• _Your assignment_:
Which lines below fall between the one containing "repository 979aca8e91045a01" and the one containing "Color) -> i32"? Repeat them exactly, counting both of those lines, and add nothing else.

• _Collected data_:
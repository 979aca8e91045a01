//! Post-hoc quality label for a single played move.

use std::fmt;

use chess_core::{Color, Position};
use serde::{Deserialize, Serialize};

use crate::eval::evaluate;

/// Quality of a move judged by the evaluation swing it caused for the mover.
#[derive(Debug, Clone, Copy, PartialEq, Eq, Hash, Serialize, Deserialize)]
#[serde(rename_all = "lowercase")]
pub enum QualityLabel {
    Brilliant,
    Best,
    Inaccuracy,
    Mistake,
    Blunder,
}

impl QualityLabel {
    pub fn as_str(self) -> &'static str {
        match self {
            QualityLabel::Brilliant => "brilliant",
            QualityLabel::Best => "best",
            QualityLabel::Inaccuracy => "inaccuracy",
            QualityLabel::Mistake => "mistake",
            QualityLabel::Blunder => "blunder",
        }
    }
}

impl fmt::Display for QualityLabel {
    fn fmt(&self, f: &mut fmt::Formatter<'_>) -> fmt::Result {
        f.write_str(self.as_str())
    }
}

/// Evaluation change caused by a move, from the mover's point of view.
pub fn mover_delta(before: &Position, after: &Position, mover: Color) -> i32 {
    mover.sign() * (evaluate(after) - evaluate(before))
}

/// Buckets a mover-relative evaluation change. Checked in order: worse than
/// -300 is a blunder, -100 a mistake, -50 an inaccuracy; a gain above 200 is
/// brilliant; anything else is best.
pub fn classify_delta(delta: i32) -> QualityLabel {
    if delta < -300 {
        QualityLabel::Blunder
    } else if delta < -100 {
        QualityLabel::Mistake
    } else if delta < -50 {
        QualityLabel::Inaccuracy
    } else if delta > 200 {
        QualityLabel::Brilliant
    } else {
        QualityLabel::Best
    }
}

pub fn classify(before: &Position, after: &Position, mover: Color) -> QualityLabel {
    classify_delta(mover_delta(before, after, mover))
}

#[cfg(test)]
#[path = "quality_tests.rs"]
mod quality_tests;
...
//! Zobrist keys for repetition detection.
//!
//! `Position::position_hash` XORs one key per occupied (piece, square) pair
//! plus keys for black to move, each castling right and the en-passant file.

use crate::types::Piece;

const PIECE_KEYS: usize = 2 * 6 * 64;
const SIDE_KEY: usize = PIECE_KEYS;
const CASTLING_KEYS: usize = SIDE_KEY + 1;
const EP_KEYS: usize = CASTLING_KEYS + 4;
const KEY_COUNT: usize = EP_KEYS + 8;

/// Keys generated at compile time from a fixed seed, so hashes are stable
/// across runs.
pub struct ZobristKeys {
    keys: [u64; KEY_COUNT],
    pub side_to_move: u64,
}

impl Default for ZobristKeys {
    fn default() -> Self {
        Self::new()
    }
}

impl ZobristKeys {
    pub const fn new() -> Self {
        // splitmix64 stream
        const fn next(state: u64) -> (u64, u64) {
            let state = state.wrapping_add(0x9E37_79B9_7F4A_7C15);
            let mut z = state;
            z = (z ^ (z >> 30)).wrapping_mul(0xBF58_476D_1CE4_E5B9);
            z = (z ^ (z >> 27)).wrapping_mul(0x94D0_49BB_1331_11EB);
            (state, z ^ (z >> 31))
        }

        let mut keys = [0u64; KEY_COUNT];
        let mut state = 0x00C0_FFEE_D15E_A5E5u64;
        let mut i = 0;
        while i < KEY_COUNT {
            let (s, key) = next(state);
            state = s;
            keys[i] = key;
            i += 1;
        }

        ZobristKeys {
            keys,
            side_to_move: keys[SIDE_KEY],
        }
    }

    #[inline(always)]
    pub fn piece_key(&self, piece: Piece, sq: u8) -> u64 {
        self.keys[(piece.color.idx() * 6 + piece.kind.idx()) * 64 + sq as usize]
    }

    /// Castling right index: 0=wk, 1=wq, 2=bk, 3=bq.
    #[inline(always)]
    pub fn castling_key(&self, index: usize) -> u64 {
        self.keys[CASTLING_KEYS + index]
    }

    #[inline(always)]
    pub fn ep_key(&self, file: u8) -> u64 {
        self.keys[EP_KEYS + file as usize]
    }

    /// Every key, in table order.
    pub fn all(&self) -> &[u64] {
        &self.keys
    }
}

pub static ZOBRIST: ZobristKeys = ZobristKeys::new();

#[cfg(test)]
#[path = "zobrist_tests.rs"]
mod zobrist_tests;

• _Exercise result_:
repository 979aca8e91045a01
//! Post-hoc quality label for a single played move.

use std::fmt;

use chess_core::{Color, Position};
use serde::{Deserialize, Serialize};

use crate::eval::evaluate;

/// Quality of a move judged by the evaluation swing it caused for the mover.
#[derive(Debug, Clone, Copy, PartialEq, Eq, Hash, Serialize, Deserialize)]
#[serde(rename_all = "lowercase")]
pub enum QualityLabel {
    Brilliant,
    Best,
    Inaccuracy,
    Mistake,
    Blunder,
}

impl QualityLabel {
    pub fn as_str(self) -> &'static str {
        match self {
            QualityLabel::Brilliant => "brilliant",
            QualityLabel::Best => "best",
            QualityLabel::Inaccuracy => "inaccuracy",
            QualityLabel::Mistake => "mistake",
            QualityLabel::Blunder => "blunder",
        }
    }
}

impl fmt::Display for QualityLabel {
    fn fmt(&self, f: &mut fmt::Formatter<'_>) -> fmt::Result {
        f.write_str(self.as_str())
    }
}

/// Evaluation change caused by a move, from the mover's point of view.
pub fn mover_delta(before: &Position, after: &Position, mover: Color) -> i32 {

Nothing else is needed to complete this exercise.